Rand Paul, Kentucky’s new Republican Senate candidate, has a decidedly minority view of the current Gulf oil mess. On “Good Morning America” this morning he said:

Rand Paul

What I don’t like from the president’s administration is this sort of ‘I’ll put my boot heel on the throat of BP.’ I think that sounds really un-American in his criticism of business.

I’ve heard nothing from BP about not paying for the spill. And I think it’s part of this sort of blame game society in the sense that it’s always got to be someone’s fault instead of the fact that sometimes accidents happen.

Is there anyone in the country besides Paul who thinks BP is not responsible for the Gulf oil spill? (Besides BP, of course.) Sure, accidents happen. And when they do, whoever caused them pays for them. You could call the Gulf oil spill an accident, but it was also poor planning, negligence, corruption, mismanagement, short-cutting, risk-taking, and rule-breaking of the worst kind.

As for BP not paying, what does he think all that finger-pointing in Washington was all about? BP and friends couldn’t wait to blame each other for the disaster, precisely because none of them wants to get stuck with the bill.

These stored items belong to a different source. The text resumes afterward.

/*
[INPUT]:  Symbol id, period id, optional time range and row limit
[OUTPUT]: OHLCV periods and candles
[POS]:    HTTP layer - OHLCV endpoints
[UPDATE]: When adding OHLCV endpoints or parameters
*/

use crate::http::query::QueryParams;
use crate::http::{CoinApiClient, Result};
use crate::types::{Ohlcv, OhlcvPeriod};

impl CoinApiClient {
    /// List supported period granularities
    ///
    /// GET /v1/ohlcv/periods
    pub async fn list_ohlcv_periods(&self) -> Result<Vec<OhlcvPeriod>> {
        self.get_json("/v1/ohlcv/periods").await
    }

    /// Latest candles for a symbol, newest first
    ///
    /// GET /v1/ohlcv/{symbol_id}/latest?period_id={period_id}&limit={limit}
    pub async fn latest_ohlcv(
        &self,
        symbol_id: &str,
        period_id: &str,
        limit: Option<u32>,
    ) -> Result<Vec<Ohlcv>> {
        let params = QueryParams::new()
            .push("period_id", Some(period_id))
            .push("limit", limit);
        let endpoint = self.endpoint(&format!("/v1/ohlcv/{symbol_id}/latest"), &params);
        self.get_json(&endpoint).await
    }

    /// Candles for a symbol within a time range, oldest first
    ///
    /// GET /v1/ohlcv/{symbol_id}/history?period_id=&time_start=&time_end=&limit=
    pub async fn historical_ohlcv(
        &self,
        symbol_id: &str,
        period_id: &str,
        time_start: Option<&str>,
        time_end: Option<&str>,
        limit: Option<u32>,
    ) -> Result<Vec<Ohlcv>> {
        let params = QueryParams::new()
            .push("period_id", Some(period_id))
            .push("time_start", time_start)
            .push("time_end", time_end)
            .push("limit", limit);
        let endpoint = self.endpoint(&format!("/v1/ohlcv/{symbol_id}/history"), &params);
        self.get_json(&endpoint).await
    }
}

#[cfg(test)]
mod tests {
    use crate::http::{ClientConfig, CoinApiClient};
    use wiremock::matchers::{method, path, query_param};
    use wiremock::{Mock, MockServer, ResponseTemplate};

    const CANDLES: &str = r#"[
        {
            "time_period_start": "2020-01-01T00:00:00.0000000Z",
            "time_period_end": "2020-01-01T00:01:00.0000000Z",
            "time_open": "2020-01-01T00:00:01.4530000Z",
            "time_close": "2020-01-01T00:00:58.0000000Z",
            "price_open": 7160.69,
            "price_high": 7164.2,
            "price_low": 7160.69,
            "price_close": 7163.9,
            "volume_traded": 1.52,
            "trades_count": 12
        }
    ]"#;

    fn client_for(server: &MockServer) -> CoinApiClient {
        CoinApiClient::with_config_and_base_url("test-key", ClientConfig::default(), &server.uri())
            .expect("client init")
    }

    #[tokio::test]
    async fn test_list_ohlcv_periods() {
        let server = MockServer::start().await;
        let mock_response = r#"[
            {"period_id": "1SEC", "length_seconds": 1, "length_months": 0, "unit_count": 1, "unit_name": "second", "display_name": "1 Second"},
            {"period_id": "1MTH", "length_seconds": 0, "length_months": 1, "unit_count": 1, "unit_name": "month", "display_name": "1 Month"}
        ]"#;

        Mock::given(method("GET"))
            .and(path("/v1/ohlcv/periods"))
            .respond_with(ResponseTemplate::new(200).set_body_raw(mock_response, "application/json"))
            .expect(1)
            .mount(&server)
            .await;

        let periods = client_for(&server)
            .list_ohlcv_periods()
            .await
            .expect("list_ohlcv_periods failed");

        assert_eq!(periods.len(), 2);
        assert_eq!(periods[0].period_id.as_deref(), Some("1SEC"));
        assert_eq!(periods[1].length_months, Some(1));
        assert_eq!(periods[1].display_name.as_deref(), Some("1 Month"));
    }

    #[tokio::test]
    async fn test_latest_ohlcv() {
        let server = MockServer::start().await;

        Mock::given(method("GET"))
            .and(path("/v1/ohlcv/BITSTAMP_SPOT_BTC_USD/latest"))
            .and(query_param("period_id", "1MIN"))
            .and(query_param("limit", "1"))
            .respond_with(ResponseTemplate::new(200).set_body_raw(CANDLES, "application/json"))
            .expect(1)
            .mount(&server)
            .await;

        let candles = client_for(&server)
            .latest_ohlcv("BITSTAMP_SPOT_BTC_USD", "1MIN", Some(1))
            .await
            .expect("latest_ohlcv failed");

        assert_eq!(candles.len(), 1);
        assert_eq!(candles[0].price_open, Some("7160.69".parse().expect("price_open")));
        assert_eq!(candles[0].price_close, Some("7163.9".parse().expect("price_close")));
        assert_eq!(candles[0].trades_count, Some(12));
    }

    #[tokio::test]
    async fn test_latest_ohlcv_zero_limit_is_dropped() {
        let server = MockServer::start().await;

        Mock::given(method("GET"))
            .and(path("/v1/ohlcv/BITSTAMP_SPOT_BTC_USD/latest"))
            .respond_with(ResponseTemplate::new(200).set_body_raw("[]", "application/json"))
            .expect(1)
            .mount(&server)
            .await;

        client_for(&server)
            .latest_ohlcv("BITSTAMP_SPOT_BTC_USD", "1HRS", Some(0))
            .await
            .expect("latest_ohlcv failed");

        let requests = server.received_requests().await.expect("recording enabled");
        assert_eq!(requests[0].url.query(), Some("period_id=1HRS"));
    }

    #[tokio::test]
    async fn test_historical_ohlcv_query_order() {
        let server = MockServer::start().await;

        Mock::given(method("GET"))
            .and(path("/v1/ohlcv/BITSTAMP_SPOT_BTC_USD/history"))
            .respond_with(ResponseTemplate::new(200).set_body_raw(CANDLES, "application/json"))
            .expect(1)
            .mount(&server)
            .await;

        let candles = client_for(&server)
            .historical_ohlcv(
                "BITSTAMP_SPOT_BTC_USD",
                "1MIN",
                Some("2020-01-01"),
                Some("2020-01-02"),
                Some(100),
            )
            .await
            .expect("historical_ohlcv failed");
        assert_eq!(
            candles[0].time_period_start.as_deref(),
            Some("2020-01-01T00:00:00.0000000Z")
        );

        let requests = server.received_requests().await.expect("recording enabled");
        assert_eq!(
            requests[0].url.query(),
            Some("period_id=1MIN&time_start=2020-01-01&time_end=2020-01-02&limit=100")
        );
    }

    #[tokio::test]
    async fn test_historical_ohlcv_open_range() {
        let server = MockServer::start().await;

        Mock::given(method("GET"))
            .and(path("/v1/ohlcv/KRAKEN_SPOT_ETH_USD/history"))
            .respond_with(ResponseTemplate::new(200).set_body_raw("[]", "application/json"))
            .expect(1)
            .mount(&server)
            .await;

        client_for(&server)
            .historical_ohlcv("KRAKEN_SPOT_ETH_USD", "1DAY", Some("2021-06-01"), None, None)
            .await
            .expect("historical_ohlcv failed");

        let requests = server.received_requests().await.expect("recording enabled");
        assert_eq!(
            requests[0].url.query(),
            Some("period_id=1DAY&time_start=2021-06-01")
        );
    }
}
/*
[INPUT]:  Base/quote asset ids and optional timestamp
[OUTPUT]: Spot exchange rate or all current rates for a base asset
[POS]:    HTTP layer - exchange rate endpoints
[UPDATE]: When changing rate endpoints or the current-rates time handling
*/

use crate::http::query::{QueryMode, QueryParams};
use crate::http::{CoinApiClient, Result};
use crate::types::{CurrentRates, ExchangeRate};

impl CoinApiClient {
    /// Rate between two assets, optionally at a point in time (ISO 8601)
    ///
    /// GET /v1/exchangerate/{base}/{quote}?time={time}
    pub async fn exchange_rate(
        &self,
        base: &str,
        quote: &str,
        time: Option<&str>,
    ) -> Result<ExchangeRate> {
        let params = QueryParams::new().push("time", time);
        let endpoint = self.endpoint(&format!("/v1/exchangerate/{base}/{quote}"), &params);
        self.get_json(&endpoint).await
    }

    /// Current rates of `base` against every quote asset
    ///
    /// GET /v1/exchangerate/{base}
    ///
    /// Known bug: in [`QueryMode::Legacy`] `time` is accepted but never sent,
    /// so the service always answers with the latest rates. [`QueryMode::Strict`]
    /// forwards it as `?time=`.
    pub async fn current_rates(&self, base: &str, time: Option<&str>) -> Result<CurrentRates> {
        let path = format!("/v1/exchangerate/{base}");
        let endpoint = match self.query_mode() {
            QueryMode::Legacy => path,
            QueryMode::Strict => self.endpoint(&path, &QueryParams::new().push("time", time)),
        };
        self.get_json(&endpoint).await
    }
}
/*
[INPUT]:  HTTP client configuration, API key and endpoint parameters
[OUTPUT]: HTTP responses and typed API results
[POS]:    HTTP layer - REST API communication
[UPDATE]: When adding new endpoints or changing client behavior
*/

pub mod client;
pub mod error;
pub mod exchange_rate;
pub mod metadata;
pub mod ohlcv;
pub mod orderbook;
pub mod query;
pub mod quotes;

pub use error::{CoinApiError, Result};
pub use query::{ParamValue, QueryMode, QueryParams};

pub use client::{ClientConfig, CoinApiClient, REST_BASE_URL};
/*
[INPUT]:  Optional symbol filter
[OUTPUT]: Exchange, asset and symbol listings
[POS]:    HTTP layer - metadata endpoints
[UPDATE]: When adding metadata endpoints or filters
*/

use crate::http::query::QueryParams;
use crate::http::{CoinApiClient, Result};
use crate::types::{Asset, Exchange, Symbol};

impl CoinApiClient {
    /// List all exchanges
    ///
    /// GET /v1/exchanges
    pub async fn list_exchanges(&self) -> Result<Vec<Exchange>> {
        self.get_json("/v1/exchanges").await
    }

    /// List all assets
    ///
    /// GET /v1/assets
    pub async fn list_assets(&self) -> Result<Vec<Asset>> {
        self.get_json("/v1/assets").await
    }

    /// List symbols, optionally filtered by a symbol id prefix
    ///
    /// GET /v1/symbols?filter_symbol_id={filter}
    pub async fn list_symbols(&self, filter_symbol_id: Option<&str>) -> Result<Vec<Symbol>> {
        let params = QueryParams::new().push("filter_symbol_id", filter_symbol_id);
        let endpoint = self.endpoint("/v1/symbols", &params);
        self.get_json(&endpoint).await
    }
}
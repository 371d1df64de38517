/*
[INPUT]:  WebSocket URL, API key and subscribed data types
[OUTPUT]: Trade, book and heartbeat events via a bounded channel + connection state via watch
[POS]:    WebSocket layer - real-time data stream handling
[UPDATE]: When changing the handshake, dispatch rules or connection lifecycle
*/

use std::sync::Arc;

use futures_util::stream::{SplitSink, SplitStream};
use futures_util::{SinkExt, StreamExt};
use tokio::net::TcpStream;
use tokio::sync::{Mutex, mpsc, watch};
use tokio_tungstenite::tungstenite::Message as WsMessage;
use tokio_tungstenite::{MaybeTlsStream, WebSocketStream, connect_async};
use tracing::{debug, info, warn};

use crate::auth::ApiKey;
use crate::http::{CoinApiError, Result};
use crate::types::DataType;
use crate::ws::message::{Hello, InboundMessage, StreamEvent, Subscription};

/// Production streaming endpoint
pub const STREAM_URL: &str = "wss://ws.coinapi.io/v1/";
const DEFAULT_CHANNEL_CAPACITY: usize = 100;

type WsStream = WebSocketStream<MaybeTlsStream<TcpStream>>;

/// Stream configuration
#[derive(Debug, Clone)]
pub struct StreamConfig {
    /// Events buffered before the reader stops pulling from the socket
    pub channel_capacity: usize,
}

impl Default for StreamConfig {
    fn default() -> Self {
        Self {
            channel_capacity: DEFAULT_CHANNEL_CAPACITY,
        }
    }
}

/// Connection lifecycle. `Closed` and `Errored` are terminal.
#[derive(Debug, Clone, PartialEq, Eq)]
pub enum StreamState {
    Idle,
    Connecting,
    /// Handshake sent, nothing received yet
    Open,
    Receiving,
    Closed,
    Errored(String),
}

impl StreamState {
    pub fn is_terminal(&self) -> bool {
        matches!(self, StreamState::Closed | StreamState::Errored(_))
    }
}

/// Single-connection streaming client.
///
/// Events are delivered in arrival order through one bounded channel. When
/// the channel is full the reader waits, so a slow consumer holds back the
/// socket instead of losing events. Dropping the receiver closes the
/// connection. There is no reconnect: once the state is terminal the client
/// is spent.
#[derive(Debug)]
pub struct CoinApiStream {
    api_key: ApiKey,
    url: String,
    event_tx: Mutex<Option<mpsc::Sender<StreamEvent>>>,
    event_rx: Option<mpsc::Receiver<StreamEvent>>,
    state_tx: Arc<watch::Sender<StreamState>>,
}

impl CoinApiStream {
    /// Create a stream client for the production endpoint
    pub fn new(api_key: impl Into<ApiKey>) -> Self {
        Self::with_config(api_key, StreamConfig::default())
    }

    pub fn with_config(api_key: impl Into<ApiKey>, config: StreamConfig) -> Self {
        let (event_tx, event_rx) = mpsc::channel(config.channel_capacity.max(1));
        let (state_tx, _state_rx) = watch::channel(StreamState::Idle);
        Self {
            api_key: api_key.into(),
            url: STREAM_URL.to_string(),
            event_tx: Mutex::new(Some(event_tx)),
            event_rx: Some(event_rx),
            state_tx: Arc::new(state_tx),
        }
    }

    /// Use a different endpoint (sandbox, local test server)
    pub fn with_url(mut self, url: impl Into<String>) -> Self {
        self.url = url.into().trim_end().to_string();
        self
    }

    pub fn url(&self) -> &str {
        &self.url
    }

    /// Get the event receiver; only the first call returns it
    pub fn take_receiver(&mut self) -> Option<mpsc::Receiver<StreamEvent>> {
        self.event_rx.take()
    }

    pub fn state(&self) -> StreamState {
        self.state_tx.borrow().clone()
    }

    pub fn subscribe_state(&self) -> watch::Receiver<StreamState> {
        self.state_tx.subscribe()
    }

    /// Open the stream for `data_types` with heartbeats off and no symbol filter
    pub async fn connect(&self, data_types: &[DataType]) -> Result<()> {
        self.connect_with(Subscription::new(data_types.iter().cloned()))
            .await
    }

    /// Open the socket, send the handshake, and start dispatching events.
    ///
    /// Returns once the handshake is written. An open or handshake failure is
    /// returned as-is and leaves the client `Errored`.
    pub async fn connect_with(&self, subscription: Subscription) -> Result<()> {
        let hello = serde_json::to_string(&Hello::new(&self.api_key, &subscription))?;
        let event_tx = self
            .event_tx
            .lock()
            .await
            .take()
            .ok_or_else(|| CoinApiError::Config("stream already connected".to_string()))?;

        self.state_tx.send_replace(StreamState::Connecting);
        debug!(url = %self.url, "coinapi stream connecting");

        let ws_stream = match connect_async(self.url.as_str()).await {
            Ok((ws_stream, _response)) => ws_stream,
            Err(err) => {
                self.state_tx.send_replace(StreamState::Errored(err.to_string()));
                return Err(err.into());
            }
        };
        let (mut write, read) = ws_stream.split();

        if let Err(err) = write.send(WsMessage::Text(hello.into())).await {
            self.state_tx.send_replace(StreamState::Errored(err.to_string()));
            return Err(err.into());
        }

        let data_types: Vec<&str> = subscription.data_types.iter().map(DataType::as_str).collect();
        info!(
            url = %self.url,
            data_types = ?data_types,
            symbols = subscription.symbol_filter.len(),
            heartbeat = subscription.heartbeat,
            "coinapi stream handshake sent"
        );
        self.state_tx.send_replace(StreamState::Open);

        let state_tx = self.state_tx.clone();
        tokio::spawn(async move {
            let final_state = read_events(read, write, &event_tx, &state_tx).await;
            match &final_state {
                StreamState::Errored(reason) => warn!(reason = %reason, "coinapi stream failed"),
                _ => info!("coinapi stream closed"),
            }
            state_tx.send_replace(final_state);
            // Receivers see the channel close only after the terminal state is set.
            drop(event_tx);
        });

        Ok(())
    }
}

async fn read_events(
    mut read: SplitStream<WsStream>,
    mut write: SplitSink<WsStream, WsMessage>,
    event_tx: &mpsc::Sender<StreamEvent>,
    state_tx: &watch::Sender<StreamState>,
) -> StreamState {
    let mut receiving = false;

    loop {
        let incoming = tokio::select! {
            _ = event_tx.closed() => {
                let _ = write.send(WsMessage::Close(None)).await;
                return StreamState::Closed;
            }
            incoming = read.next() => incoming,
        };

        let text = match incoming {
            Some(Ok(WsMessage::Text(text))) => text.to_string(),
            Some(Ok(WsMessage::Binary(bytes))) => match String::from_utf8(bytes.to_vec()) {
                Ok(text) => text,
                Err(err) => return StreamState::Errored(format!("non-utf8 frame: {err}")),
            },
            Some(Ok(WsMessage::Close(frame))) => {
                debug!(frame = ?frame, "coinapi stream close frame");
                let _ = write.send(WsMessage::Close(None)).await;
                return StreamState::Closed;
            }
            Some(Ok(_)) => continue,
            Some(Err(err)) => return StreamState::Errored(err.to_string()),
            None => return StreamState::Closed,
        };

        if !receiving {
            receiving = true;
            state_tx.send_replace(StreamState::Receiving);
        }

        let event = match dispatch(&text) {
            Ok(event) => event,
            Err(err) => {
                let _ = write.send(WsMessage::Close(None)).await;
                return StreamState::Errored(format!("malformed message: {err}"));
            }
        };

        if let Some(event) = event
            && event_tx.send(event).await.is_err()
        {
            let _ = write.send(WsMessage::Close(None)).await;
            return StreamState::Closed;
        }
    }
}

/// Parse one inbound frame and pick the event to forward, if any.
///
/// Only text that is not JSON is an error. Service `error` messages are
/// logged here and never forwarded; unknown types are dropped without a trace.
fn dispatch(text: &str) -> serde_json::Result<Option<StreamEvent>> {
    let message = InboundMessage::parse(text)?;
    if let InboundMessage::Error(error) = &message {
        match error.message.as_deref() {
            Some(service_message) => warn!(service_message, "coinapi stream error message"),
            None => warn!(payload = ?error.payload, "coinapi stream error message"),
        }
    }
    Ok(message.into_event())
}
/*
[INPUT]:  Symbol id or symbol filter, optional time range and row limit
[OUTPUT]: Current, latest and historical quotes
[POS]:    HTTP layer - quote endpoints
[UPDATE]: When adding quote endpoints or parameters
*/

use crate::http::query::QueryParams;
use crate::http::{CoinApiClient, Result};
use crate::types::Quote;

impl CoinApiClient {
    /// Current quotes for all symbols or those matching the filter
    ///
    /// GET /v1/quotes/current?filter_symbol_id={filter}
    pub async fn quotes_current(&self, filter_symbol_id: Option<&str>) -> Result<Vec<Quote>> {
        let params = QueryParams::new().push("filter_symbol_id", filter_symbol_id);
        let endpoint = self.endpoint("/v1/quotes/current", &params);
        self.get_json(&endpoint).await
    }

    /// Latest quote updates, newest first
    ///
    /// GET /v1/quotes/latest?filter_symbol_id={filter}&limit={limit}
    pub async fn quotes_latest(
        &self,
        filter_symbol_id: Option<&str>,
        limit: Option<u32>,
    ) -> Result<Vec<Quote>> {
        let params = QueryParams::new()
            .push("filter_symbol_id", filter_symbol_id)
            .push("limit", limit);
        let endpoint = self.endpoint("/v1/quotes/latest", &params);
        self.get_json(&endpoint).await
    }

    /// Quote updates for a symbol within a time range, oldest first
    ///
    /// GET /v1/quotes/{symbol_id}/history?time_start=&time_end=&limit=
    pub async fn quotes_historical(
        &self,
        symbol_id: &str,
        time_start: Option<&str>,
        time_end: Option<&str>,
        limit: Option<u32>,
    ) -> Result<Vec<Quote>> {
        let params = QueryParams::new()
            .push("time_start", time_start)
            .push("time_end", time_end)
            .push("limit", limit);
        let endpoint = self.endpoint(&format!("/v1/quotes/{symbol_id}/history"), &params);
        self.get_json(&endpoint).await
    }
}
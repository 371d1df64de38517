/*
[INPUT]:  Error sources (HTTP, API status, serialization, URL, WebSocket, config)
[OUTPUT]: Structured error type shared by the REST and stream clients
[POS]:    Error handling layer - unified error types for entire crate
[UPDATE]: When adding new error sources or improving error messages
*/

use reqwest::StatusCode;
use thiserror::Error;

/// Main error type for the CoinAPI adapter
#[derive(Error, Debug)]
pub enum CoinApiError {
    /// HTTP request failed
    #[error("HTTP request failed: {0}")]
    Http(#[from] reqwest::Error),

    /// API returned a non-success status
    #[error("API error (code {code}): {message}")]
    Api { code: u16, message: String },

    /// Serialization/deserialization failed
    #[error("Serialization error: {0}")]
    Serialization(#[from] serde_json::Error),

    /// URL parsing failed
    #[error("Invalid URL: {0}")]
    UrlParse(#[from] url::ParseError),

    /// WebSocket error
    #[error("WebSocket error: {0}")]
    WebSocket(String),

    /// Configuration error
    #[error("Configuration error: {0}")]
    Config(String),
}

impl CoinApiError {
    /// Create an API error from status code and response body.
    ///
    /// CoinAPI reports failures as `{"error": "..."}`; when the body has that
    /// shape only the message is kept, otherwise the raw body is used.
    pub fn api_error(status: StatusCode, body: impl Into<String>) -> Self {
        let body = body.into();
        let message = serde_json::from_str::<serde_json::Value>(&body)
            .ok()
            .and_then(|value| {
                value
                    .get("error")
                    .and_then(|error| error.as_str())
                    .map(str::to_string)
            })
            .unwrap_or(body);

        CoinApiError::Api {
            code: status.as_u16(),
            message,
        }
    }

    /// HTTP status code, when the error came from a non-success response
    pub fn status(&self) -> Option<u16> {
        match self {
            CoinApiError::Api { code, .. } => Some(*code),
            CoinApiError::Http(err) => err.status().map(|status| status.as_u16()),
            _ => None,
        }
    }
}

impl From<tokio_tungstenite::tungstenite::Error> for CoinApiError {
    fn from(err: tokio_tungstenite::tungstenite::Error) -> Self {
        CoinApiError::WebSocket(err.to_string())
    }
}

/// Result type alias for CoinAPI operations
pub type Result<T> = std::result::Result<T, CoinApiError>;
/*
[INPUT]:  API schema definitions and serde requirements
[OUTPUT]: Typed Rust structs/enums with serialization support
[POS]:    Data layer - type definitions for API communication
[UPDATE]: When API schema changes or new types added
*/

pub mod enums;
pub mod models;
pub(crate) mod serde_helpers;

pub use enums::*;
pub use models::*;
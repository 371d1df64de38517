/*
[INPUT]:  Optional endpoint parameters (filters, time bounds, limits)
[OUTPUT]: Query string appended to REST paths
[POS]:    HTTP layer - query parameter serialization
[UPDATE]: When changing parameter filtering rules or value types
*/

use std::fmt;

/// How optional parameters are filtered before serialization.
#[derive(Debug, Clone, Copy, PartialEq, Eq, Default)]
pub enum QueryMode {
    /// Drops absent values and falsy ones (`0`, `""`, `false`).
    ///
    /// A `limit` of `0` therefore never reaches the server. This matches the
    /// behaviour of the reference JavaScript client and is the default.
    #[default]
    Legacy,
    /// Drops only absent values.
    Strict,
}

/// Scalar query parameter value
#[derive(Debug, Clone, PartialEq, Eq)]
pub enum ParamValue {
    Str(String),
    Int(i64),
    UInt(u64),
    Bool(bool),
}

impl ParamValue {
    pub fn is_falsy(&self) -> bool {
        match self {
            ParamValue::Str(value) => value.is_empty(),
            ParamValue::Int(value) => *value == 0,
            ParamValue::UInt(value) => *value == 0,
            ParamValue::Bool(value) => !value,
        }
    }
}

impl fmt::Display for ParamValue {
    fn fmt(&self, f: &mut fmt::Formatter<'_>) -> fmt::Result {
        match self {
            ParamValue::Str(value) => f.write_str(value),
            ParamValue::Int(value) => write!(f, "{value}"),
            ParamValue::UInt(value) => write!(f, "{value}"),
            ParamValue::Bool(value) => write!(f, "{value}"),
        }
    }
}

impl From<&str> for ParamValue {
    fn from(value: &str) -> Self {
        ParamValue::Str(value.to_string())
    }
}

impl From<String> for ParamValue {
    fn from(value: String) -> Self {
        ParamValue::Str(value)
    }
}

impl From<u32> for ParamValue {
    fn from(value: u32) -> Self {
        ParamValue::UInt(u64::from(value))
    }
}

impl From<u64> for ParamValue {
    fn from(value: u64) -> Self {
        ParamValue::UInt(value)
    }
}

impl From<i64> for ParamValue {
    fn from(value: i64) -> Self {
        ParamValue::Int(value)
    }
}

impl From<bool> for ParamValue {
    fn from(value: bool) -> Self {
        ParamValue::Bool(value)
    }
}

/// Ordered set of optional query parameters for one request.
///
/// Built fresh per call; serialization borrows it and never mutates it.
#[derive(Debug, Clone, Default, PartialEq, Eq)]
pub struct QueryParams {
    pairs: Vec<(&'static str, Option<ParamValue>)>,
}

impl QueryParams {
    pub fn new() -> Self {
        Self::default()
    }

    /// Append a parameter, keeping insertion order
    pub fn push<V: Into<ParamValue>>(mut self, key: &'static str, value: Option<V>) -> Self {
        self.pairs.push((key, value.map(Into::into)));
        self
    }

    /// Parameters that survive filtering under `mode`, in insertion order
    pub fn retained(&self, mode: QueryMode) -> Vec<(&'static str, &ParamValue)> {
        self.pairs
            .iter()
            .filter_map(|(key, value)| {
                let value = value.as_ref()?;
                match mode {
                    QueryMode::Legacy if value.is_falsy() => None,
                    _ => Some((*key, value)),
                }
            })
            .collect()
    }

    /// Serialize to `?k=v&k=v`, or an empty string when nothing survives.
    pub fn to_query_string(&self, mode: QueryMode) -> String {
        let params: Vec<String> = self
            .retained(mode)
            .into_iter()
            .map(|(key, value)| format!("{key}={value}"))
            .collect();

        if params.is_empty() {
            String::new()
        } else {
            format!("?{}", params.join("&"))
        }
    }
}
/*
[INPUT]:  API key from caller or environment
[OUTPUT]: Credential shared by REST and stream clients
[POS]:    Auth layer - module wiring
[UPDATE]: When credential handling changes
*/

pub mod api_key;

pub use api_key::{API_KEY_ENV, API_KEY_HEADER, ApiKey};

And from Day One, when asked if they’ll pay for their mess, BP officials have spouted only the rehearsed company line: “We’ll pay all legitimate claims.” Which translates to: “We’ll only pay what you can force us to pay in court.”

Who does Paul think should pay for this accident if not BP? If the costs are borne in any way by Washington, or federal relief agencies, or any other public agency, then it’s the taxpayers’ dollars being used — yours and mine. And I guaran-damn-tee you the BP mess was not my fault.


  1. The U.S. Congress limited BP’s liability to about 65 million. Whether BP actually pays the billions that will be required to clean up it’s mess will depend on it’s charitable nature, not on it’s legal liability. If anyone is to blame for the fundamental cause of “preventable accidents”, it is the idiocy of a system that encourages taking risks without having to assume the liability for the total cost of unintended consequences. The same system that prevented the banking industry from having to assume the cost of it’s risk taking. The same system that guaranteed the fictional value of securities insuring toxic (worthless) assets. The same system that says, “Just because you can’t sell cars, doesn’t mean you have to stop building them.” The same system that won’t stop creating similar Utopian corporate welfare schemes until the Treasury’s printing presses run out of paper and ink.
    BP may or may not voluntarily pay up to its capped liability of $65 million (which is chickenfeed, by the way. Their profits a year ago, according to Forbes, totaled $21 billion. The GOP this week blocked efforts to raise the cap to $10 billion because, according to Sen. Jeff Sessions, BP had given him it’s word that it would cover the costs of the spill in the Gulf. This just a few days before those same brilliant politicians finally figured out BP “might” be lying to them!

    We do indeed have a very broken system that allowed this to occur, but for the moment I’m only addressing who pays for this particular mess. If history is any indicator, BP won’t pay for all of it and my tax dollars will be taking up the slack. I resent that.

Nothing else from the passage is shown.